I joined the Trampoline Club at the Golden Bowl Sports centre in Camberwell. Brendon Edwards ran the Gym and the trampolines and they eventually introduced Bounce Ball. I was not into the Bounce Ball but I would go up to the centre on week nights and supervise the trampolines. It was my unpaid job to collect the tickets from those who paid 40 cents for 15 minutes to bounce on the trampolines and when there was a trampoline not in use, I could use it.
Faye, aged 16 yrs at the Golden Bowl, Camberwell
The trampoline club was on Sunday mornings from 9 – 12. This is where I met my husband. I was taught the trampoline gymnastics by Don Viney, a world champion competitor and in the mid 1960s I came 3rd in A division in the Victorian Championships.
Faye Cameron aged between 17-19 years of age.

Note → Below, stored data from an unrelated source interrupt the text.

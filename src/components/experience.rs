use crate::content::Job;
use yew::prelude::*;

#[derive(Properties, PartialEq)]
pub struct ExperienceSectionProps {
    pub experience: &'static [Job],
    pub revealed: bool,
}

#[function_component(ExperienceSection)]
pub fn experience_section(props: &ExperienceSectionProps) -> Html {
    html! {
        <section
            id="experience"
            class={classes!("experience-section", props.revealed.then_some("revealed"))}
        >
            <div class="section-inner">
                <h2 class="section-heading">{ "Experience" }</h2>
                <div class="experience-grid">
                    {
                        for props.experience.iter().map(|job| html! {
                            <div class="experience-card">
                                <div class="experience-header">
                                    <span class="experience-icon">
                                        { if job.position == "Lead Developer" { "\u{1F4BB}" } else { "\u{1F3E2}" } }
                                    </span>
                                    <h3 class="experience-position">{ job.position }</h3>
                                </div>
                                <p class="experience-company">{ job.company }</p>
                                <p class="experience-period">{ job.period }</p>
                            </div>
                        })
                    }
                </div>
            </div>
        </section>
    }
}
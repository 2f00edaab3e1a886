use crate::content::Project;
use yew::prelude::*;

#[derive(Properties, PartialEq)]
pub struct ProjectsSectionProps {
    pub projects: &'static [Project],
    pub revealed: bool,
}

#[function_component(ProjectsSection)]
pub fn projects_section(props: &ProjectsSectionProps) -> Html {
    html! {
        <section
            id="projects"
            class={classes!("projects-section", props.revealed.then_some("revealed"))}
        >
            <div class="section-inner">
                <h2 class="section-heading">{ "Projects" }</h2>
                <div class="project-grid">
                    {
                        for props.projects.iter().map(|project| html! {
                            <div class="project-card">
                                <h3 class="project-title">{ project.title }</h3>
                                <p class="project-description">{ project.description }</p>
                                <div class="project-tags">
                                    {
                                        for project.tags.iter().map(|tag| html! {
                                            <span class="project-tag">{ *tag }</span>
                                        })
                                    }
                                </div>
                                <a href={project.link} class="project-link">{ "View Project" }</a>
                            </div>
                        })
                    }
                </div>
            </div>
        </section>
    }
}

The Fritsch Holzer Brickworks
As a child in the 1950’s I used to stand on the wooden rail of our rear back to watch the drop trolley clay carts go up and down the quarry on the narrow-gauge rail line. The trolleys were filled with clay and placed into clay bins prior to crushing and molded into bricks.
There was a perfectly round brick and mortar drain that ran under Mr. Holloway’s rear yard towards the storm water drain in the gutter at the end of Munro St. As kids we would climb down to the drain to sit inside it. The drain had been sealed about 30 ft into the drain. I’ll never know how we never fell in.
In this newspaper cutting about the quarry avalanche from 1970, the year I got married, you can just see my grandmother looking over the fence and in the bottom picture is of Mr Holloways and my grandmother. The large garden shed and almost half of Mr Holloway’s rear yard and some ferns, that he had for many years, went down. We were lucky however, our brick shed did not go down. That was No.1 Munro Street and we lived next door at No 3 Munro Street. Poor Mr Holloway was never the same after that.
At 15 years of age, I wanted to be a hairdresser but I did not know how to go about getting an apprenticeship and my parents did not help either. I spent a lot of time with my school friend, Angela, and it was her mother who got me a job working at Harbig’s Millinery in Glenferrie. I worked alongside the designer Noel Jenkins and head Milliner Kate Roberts.
I gained so much knowledge in creation and design and in later years I used these creative ideas and skills to design and build enclosures for the endangered species and resident animals at Kanyana Wildlife Rehabilitation Centre in Lesmurdie Western Australia. I volunteered there for 20 years (over 10,000 hours) as a treatment person and supervisor. Kanyana cared for sick, injured and orphaned wildlife.